Milyonluk yürüyüş

Abone Ol

Siyonist işgal rejimi bundan tam 42 yıl önce, 30 Mart 1976’da 21 bin dönüm arazisine el konulmasını protesto için genel grev ilan eden ve sokağa çıkma yasağına uymayarak gösterileri düzenleyen Filistinlilerin üzerine ateş açtı.

O gün toprağını işgalcilere karşı savunan Filistinlilerden altısı şehit oldu ve onlarcası da yaralandı.

Filistin’de her yıl 30 Mart’ta “Toprak Günü” adıyla bir dizi etkinlik düzenlenir ve Filistin halkının toprağına bağlılığı anılır.

Bugün Filistinliler için oldukça anlamlı bir gün.

Çünkü hem Toprak Günü hem de Büyük Dönüş Yürüyüşü faaliyetlerinin başlangıcının birinci yıldönümü.

Gazze Şeridi sınırında yine bir yıl önceki gibi “milyonluk yürüyüş” düzenlenecek.

İşgal güçleri geçen yıl 30 Mart’ta Büyük Dönüş Yürüyüşü faaliyetlerinin başladığı gün katliam yapmıştı.

O günden bu yana da sınır hattı yakınlarında düzenlenen barışçıl gösterilere ateş açmaya devam etti.

Aralarında kadınların, çocukların, sağlık görevlilerinin ve gazetecilerin olduğu onlarca kişi hayatını kaybetti.

Filistin Sağlık Bakanlığı verilerine göre Büyük Dönüş Yürüyüşü gösterilerinde bugüne kadar 50’si çocuk ve 6’sı kadın 277 kişi işgal güçlerince şehit edildi.

336’sı ağır olmak üzere 30398 kişi de yaralandı.

İnşallah bugün kimsenin burnu kanamaz, yeni bir katliam yaşanmaz ve gösteriler sorunsuz bir şekilde tamamlanır.

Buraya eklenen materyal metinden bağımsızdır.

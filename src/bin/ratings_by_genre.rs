// src/bin/ratings_by_genre.rs

use anyhow::Context;

use movie_insights::application::{
    chart_path, init_logging, render_ratings_by_genre, AppState, RATINGS_BY_GENRE_FILE,
};
use movie_insights::config::AppConfig;

fn main() -> anyhow::Result<()> {
    init_logging();

    let state = AppState::initialize(AppConfig::from_env()?).context("opening document store")?;
    let grouped = state.statistics_service.ratings_by_genre()?;

    let path = chart_path(&state.config.chart_dir, RATINGS_BY_GENRE_FILE)?;
    render_ratings_by_genre(&grouped, &path)?;
    Ok(())
}
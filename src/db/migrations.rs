// src/db/migrations.rs
//
// Document store schema initialization
//
// PRINCIPLES:
// - Explicit schema versions
// - No automatic migrations
// - Idempotent operations

use rusqlite::Connection;
use crate::error::{AppError, AppResult};

/// Current schema version
/// Increment this when adding migrations
const CURRENT_SCHEMA_VERSION: i32 = 1;

/// One row per document. `rowid` order doubles as the scan cursor.
const INITIAL_SCHEMA: &str = "
CREATE TABLE IF NOT EXISTS schema_version (
    version INTEGER PRIMARY KEY,
    applied_at TEXT NOT NULL
);

CREATE TABLE IF NOT EXISTS documents (
    key TEXT NOT NULL UNIQUE,
    body TEXT NOT NULL CHECK (json_valid(body))
);
";

/// Initialize the database schema
///
/// Safe to call multiple times (idempotent).
pub fn initialize_database(conn: &Connection) -> AppResult<()> {
    let current_version = get_schema_version(conn)?;

    if current_version == 0 {
        apply_initial_schema(conn)?;
        set_schema_version(conn, CURRENT_SCHEMA_VERSION)?;
    } else if current_version > CURRENT_SCHEMA_VERSION {
        return Err(AppError::Config(format!(
            "Schema version {} is newer than supported {}. Update the application.",
            current_version, CURRENT_SCHEMA_VERSION
        )));
    }

    Ok(())
}

/// Get current schema version
/// Returns 0 if schema_version table doesn't exist (fresh database)
fn get_schema_version(conn: &Connection) -> AppResult<i32> {
    let table_exists: bool = conn.query_row(
        "SELECT EXISTS(SELECT 1 FROM sqlite_master WHERE type='table' AND name='schema_version')",
        [],
        |row| row.get(0),
    )?;

    if !table_exists {
        return Ok(0);
    }

    let version: Option<i32> =
        conn.query_row("SELECT MAX(version) FROM schema_version", [], |row| row.get(0))?;

    Ok(version.unwrap_or(0))
}

fn set_schema_version(conn: &Connection, version: i32) -> AppResult<()> {
    conn.execute(
        "INSERT OR IGNORE INTO schema_version (version, applied_at) VALUES (?1, datetime('now'))",
        [version],
    )?;
    Ok(())
}

fn apply_initial_schema(conn: &Connection) -> AppResult<()> {
    conn.execute_batch(INITIAL_SCHEMA)
        .map_err(|e| AppError::Config(format!("Failed to apply initial schema: {}", e)))
}

/// Number of stored documents, regardless of key prefix
pub fn count_documents(conn: &Connection) -> AppResult<u64> {
    let count: i64 = conn.query_row("SELECT COUNT(*) FROM documents", [], |row| row.get(0))?;
    Ok(count as u64)
}
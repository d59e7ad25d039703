use serde::{Deserialize, Deserializer, Serialize};
use serde_json::{Map, Value};

use crate::domain::{DomainError, DomainResult};

/// One cached movie document as returned by the search API.
///
/// Only the fields the aggregators read are typed. Everything else the API
/// sends is kept in `extra` so the stored document round-trips unchanged.
/// The rating is kept as sent and only parsed when an aggregator asks for it,
/// so a record with an odd rating still counts towards its genres.
#[derive(Debug, Clone, PartialEq, Serialize, Deserialize)]
pub struct MovieRecord {
    /// Display title (empty when the API omitted it or sent null)
    #[serde(default, deserialize_with = "null_as_default")]
    pub title: String,

    /// Genres in API order
    #[serde(default, deserialize_with = "null_as_default")]
    pub genre: Vec<String>,

    /// IMDb rating as sent: a number, a numeric string, or absent
    #[serde(rename = "imdbrating", default, skip_serializing_if = "Option::is_none")]
    pub imdb_rating: Option<Value>,

    /// Passthrough fields (imdbid, released, synopsis, ...)
    #[serde(flatten)]
    pub extra: Map<String, Value>,
}

impl MovieRecord {
    /// Parsed rating. `None` for a missing, null or blank rating.
    pub fn rating(&self) -> DomainResult<Option<f64>> {
        match &self.imdb_rating {
            None | Some(Value::Null) => Ok(None),
            Some(Value::Number(n)) => Ok(n.as_f64()),
            Some(Value::String(s)) if s.trim().is_empty() => Ok(None),
            Some(Value::String(s)) => s.trim().parse::<f64>().map(Some).map_err(|_| {
                DomainError::InvariantViolation(format!(
                    "Invalid imdbrating '{}' for '{}'",
                    s, self.title
                ))
            }),
            Some(other) => Err(DomainError::InvariantViolation(format!(
                "Invalid imdbrating {} for '{}'",
                other, self.title
            ))),
        }
    }

    /// Rating used by the rating aggregators. Unrated records count as 0.
    pub fn rating_or_zero(&self) -> DomainResult<f64> {
        Ok(self.rating()?.unwrap_or(0.0))
    }

    /// Genre names with surrounding quote characters stripped
    pub fn genres(&self) -> impl Iterator<Item = &str> {
        self.genre.iter().map(|g| g.trim_matches('"'))
    }
}

fn null_as_default<'de, D, T>(deserializer: D) -> Result<T, D::Error>
where
    D: Deserializer<'de>,
    T: Default + Deserialize<'de>,
{
    Ok(Option::<T>::deserialize(deserializer)?.unwrap_or_default())
}

/// Filters for one advanced-search request
#[derive(Debug, Clone, PartialEq, Serialize, Deserialize)]
pub struct SearchQuery {
    pub start_year: i32,
    pub end_year: i32,
    /// "movie" or "show"
    pub content_type: String,
    pub min_imdb: f64,
    pub max_imdb: f64,
    pub language: String,
}

impl SearchQuery {
    pub fn new(
        start_year: i32,
        end_year: i32,
        content_type: impl Into<String>,
        min_imdb: f64,
        max_imdb: f64,
        language: impl Into<String>,
    ) -> Self {
        Self {
            start_year,
            end_year,
            content_type: content_type.into(),
            min_imdb,
            max_imdb,
            language: language.into(),
        }
    }

    /// Query-string pairs in the order the upstream API documents them
    pub fn to_query_pairs(&self) -> Vec<(&'static str, String)> {
        vec![
            ("start_year", self.start_year.to_string()),
            ("end_year", self.end_year.to_string()),
            ("type", self.content_type.clone()),
            ("min_imdb", self.min_imdb.to_string()),
            ("max_imdb", self.max_imdb.to_string()),
            ("language", self.language.clone()),
        ]
    }
}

İşgal güçlerinin barışçıl gösterilere katılan ve “yakın tehdit” oluşturmayan silahsız sivillere kasıtlı olarak ateş açtığı, İsrail askerlerinin Gazze Şeridi sınırındaki ihlallerinin “savaş suçu” ve “insanlığa karşı suçlar” boyutunda olduğu Birleşmiş Milletler 2018 Gazze Protestoları Bağımsız Soruşturma Komisyonu’nun raporuyla belgelendi.

Filistinliler milyonluk yürüyüş için hazırlık yaparken İsrail yine Gazze Şeridi sınırına asker yığdı ve keskin nişancılar yerleştirdi.

İzzeddin El-Kassam Tugayları’ndan bir yetkili de El-Cezire’ye yaptığı açıklamada, Filistin direnişinin üst düzeyde alarm durumuna geçtiğini ve savaşa hazır olduğunu söyledi.

Büyük Dönüş Yürüyüşü faaliyetleri, Gazze Şeridi’ndeki grupların büyük çoğunluğunun katılımıyla gerçekleştiriliyor.

Geçen yıl 30 Mart’ta başladığında başlıca iki hedefi vardı:

Birincisi, dünyanın dikkatini Gazze halkının yaşadığı sıkıntılara çekmek ve Gazze Şeridi’ne uygulanan ablukayı kırmak.

İkincisi, Filistinli mültecilerin zorla çıkarıldıkları evlerine ve topraklarına dönme hakkından asla vazgeçmeyeceklerini göstermek.

Sınır hattı yakınlarında düzenlenen gösteriler belli ölçüde amacına ulaşmış ve İsrail gösterilere son verilmesi şartıyla ablukayı hafifletmeyi kabul etmişti.

Katar’ın memur maaşlarının ödenmesi ve elektrik santraline yakıt alınması için tahsis ettiği fonun Gazze’ye girişine izin verilmesi o anlaşmanın ürünüydü.

Fakat İsrail her zamanki gibi verdiği sözlerden döndü ve anlaşmaya uymadı.

Bu nedenle bir süre ara verilen gösteriler yeniden alevlendi ve sınır hattında gerginlik tekrar yükseldi.

Gazze halkı sesini duyurabilmek için hayatını ortaya koyuyor.

Fakat şartlar -ne yazık ki- lehine değil.

Dünyanın dikkati haddinden fazla dağınık.

İslam ülkeleri bölük pörçük ve kendi iç sorunlarıyla boğuşmakla meşgul.

Arap rejimlerinin birçoğu Filistin davasını satıp İsrail’in dostluğunu kazanma peşinde.

Beyaz Saray’da da İsrail’den fazla İsrailci bir başkan oturuyor.

Bugün Gazze Şeridi sınırında gösteri yapacak kardeşlerimizin ve Filistin halkının Allah yardımcısı olsun.